● **YOUR ASSIGNMENT**
Identify each line below containing the string "deltas" and copy it.

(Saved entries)
-=-=-=-=-

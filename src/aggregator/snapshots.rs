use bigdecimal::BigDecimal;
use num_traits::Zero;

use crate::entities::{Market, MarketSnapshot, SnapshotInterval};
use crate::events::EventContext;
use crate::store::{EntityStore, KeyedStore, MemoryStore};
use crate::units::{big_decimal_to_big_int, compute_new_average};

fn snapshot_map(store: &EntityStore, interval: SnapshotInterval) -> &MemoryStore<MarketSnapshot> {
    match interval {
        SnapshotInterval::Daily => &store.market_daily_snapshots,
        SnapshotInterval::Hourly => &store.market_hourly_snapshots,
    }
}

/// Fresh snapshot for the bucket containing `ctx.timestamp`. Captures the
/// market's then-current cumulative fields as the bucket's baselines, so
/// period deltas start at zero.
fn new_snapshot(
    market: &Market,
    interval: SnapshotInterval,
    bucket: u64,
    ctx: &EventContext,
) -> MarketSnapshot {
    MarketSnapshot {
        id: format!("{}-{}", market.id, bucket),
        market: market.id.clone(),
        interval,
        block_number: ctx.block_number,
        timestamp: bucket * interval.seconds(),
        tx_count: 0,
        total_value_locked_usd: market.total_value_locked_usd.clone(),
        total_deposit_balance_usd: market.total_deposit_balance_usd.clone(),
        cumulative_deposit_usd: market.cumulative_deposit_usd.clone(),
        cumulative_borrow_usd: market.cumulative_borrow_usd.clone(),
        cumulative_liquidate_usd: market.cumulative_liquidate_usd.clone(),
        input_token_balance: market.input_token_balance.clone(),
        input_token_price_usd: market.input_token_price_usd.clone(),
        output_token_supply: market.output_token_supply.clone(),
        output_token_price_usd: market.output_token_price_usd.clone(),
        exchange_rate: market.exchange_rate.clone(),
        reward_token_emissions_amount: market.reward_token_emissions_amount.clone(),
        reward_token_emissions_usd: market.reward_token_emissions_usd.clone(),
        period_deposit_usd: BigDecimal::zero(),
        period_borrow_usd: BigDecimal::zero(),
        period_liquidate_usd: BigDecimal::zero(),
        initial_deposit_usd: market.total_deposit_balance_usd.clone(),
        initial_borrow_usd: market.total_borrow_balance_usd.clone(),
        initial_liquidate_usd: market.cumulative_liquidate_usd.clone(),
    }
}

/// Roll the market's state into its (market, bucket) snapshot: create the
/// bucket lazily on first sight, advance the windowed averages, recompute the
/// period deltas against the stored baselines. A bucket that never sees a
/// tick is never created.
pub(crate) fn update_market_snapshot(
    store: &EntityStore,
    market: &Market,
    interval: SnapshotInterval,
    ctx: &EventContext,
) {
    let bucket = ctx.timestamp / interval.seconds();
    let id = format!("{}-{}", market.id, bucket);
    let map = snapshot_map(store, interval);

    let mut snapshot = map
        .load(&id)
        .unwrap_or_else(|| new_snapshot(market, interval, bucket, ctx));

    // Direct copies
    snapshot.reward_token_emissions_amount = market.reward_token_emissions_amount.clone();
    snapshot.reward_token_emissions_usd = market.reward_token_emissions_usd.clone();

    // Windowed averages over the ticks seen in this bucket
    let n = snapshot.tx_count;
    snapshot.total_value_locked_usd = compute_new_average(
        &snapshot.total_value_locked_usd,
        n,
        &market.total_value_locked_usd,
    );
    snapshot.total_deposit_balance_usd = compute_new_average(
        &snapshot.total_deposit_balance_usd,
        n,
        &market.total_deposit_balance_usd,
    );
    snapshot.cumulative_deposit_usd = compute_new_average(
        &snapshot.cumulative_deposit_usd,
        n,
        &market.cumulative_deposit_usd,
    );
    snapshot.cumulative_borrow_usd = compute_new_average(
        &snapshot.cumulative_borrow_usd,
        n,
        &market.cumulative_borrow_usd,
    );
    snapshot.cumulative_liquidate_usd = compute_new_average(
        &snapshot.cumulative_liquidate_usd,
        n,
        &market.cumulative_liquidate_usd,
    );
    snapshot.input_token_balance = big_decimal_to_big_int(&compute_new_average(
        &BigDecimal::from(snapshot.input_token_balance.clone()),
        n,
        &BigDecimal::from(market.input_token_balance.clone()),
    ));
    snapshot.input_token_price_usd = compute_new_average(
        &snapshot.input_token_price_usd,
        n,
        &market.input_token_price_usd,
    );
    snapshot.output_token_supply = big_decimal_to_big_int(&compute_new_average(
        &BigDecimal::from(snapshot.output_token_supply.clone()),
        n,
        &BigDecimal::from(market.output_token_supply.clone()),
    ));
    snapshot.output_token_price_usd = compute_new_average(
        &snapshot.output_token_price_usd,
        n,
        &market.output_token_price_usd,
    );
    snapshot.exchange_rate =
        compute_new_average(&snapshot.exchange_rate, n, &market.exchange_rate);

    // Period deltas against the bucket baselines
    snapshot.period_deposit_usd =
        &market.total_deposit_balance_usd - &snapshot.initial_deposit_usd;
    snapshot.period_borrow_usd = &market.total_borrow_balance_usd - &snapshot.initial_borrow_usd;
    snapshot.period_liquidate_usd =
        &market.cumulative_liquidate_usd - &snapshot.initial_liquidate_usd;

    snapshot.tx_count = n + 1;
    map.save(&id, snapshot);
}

-=-=-=-=-

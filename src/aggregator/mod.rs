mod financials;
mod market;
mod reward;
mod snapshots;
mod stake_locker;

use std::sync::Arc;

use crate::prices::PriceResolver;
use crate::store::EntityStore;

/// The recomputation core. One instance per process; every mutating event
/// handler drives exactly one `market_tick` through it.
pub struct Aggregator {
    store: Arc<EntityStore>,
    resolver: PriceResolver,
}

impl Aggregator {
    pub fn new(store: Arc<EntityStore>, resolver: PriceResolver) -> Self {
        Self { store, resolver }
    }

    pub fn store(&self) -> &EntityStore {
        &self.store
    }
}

-=-=-=-=-

● **TASK OUTPUT**
/// period deltas start at zero.
/// period deltas against the stored baselines. A bucket that never sees a
    // Period deltas against the bucket baselines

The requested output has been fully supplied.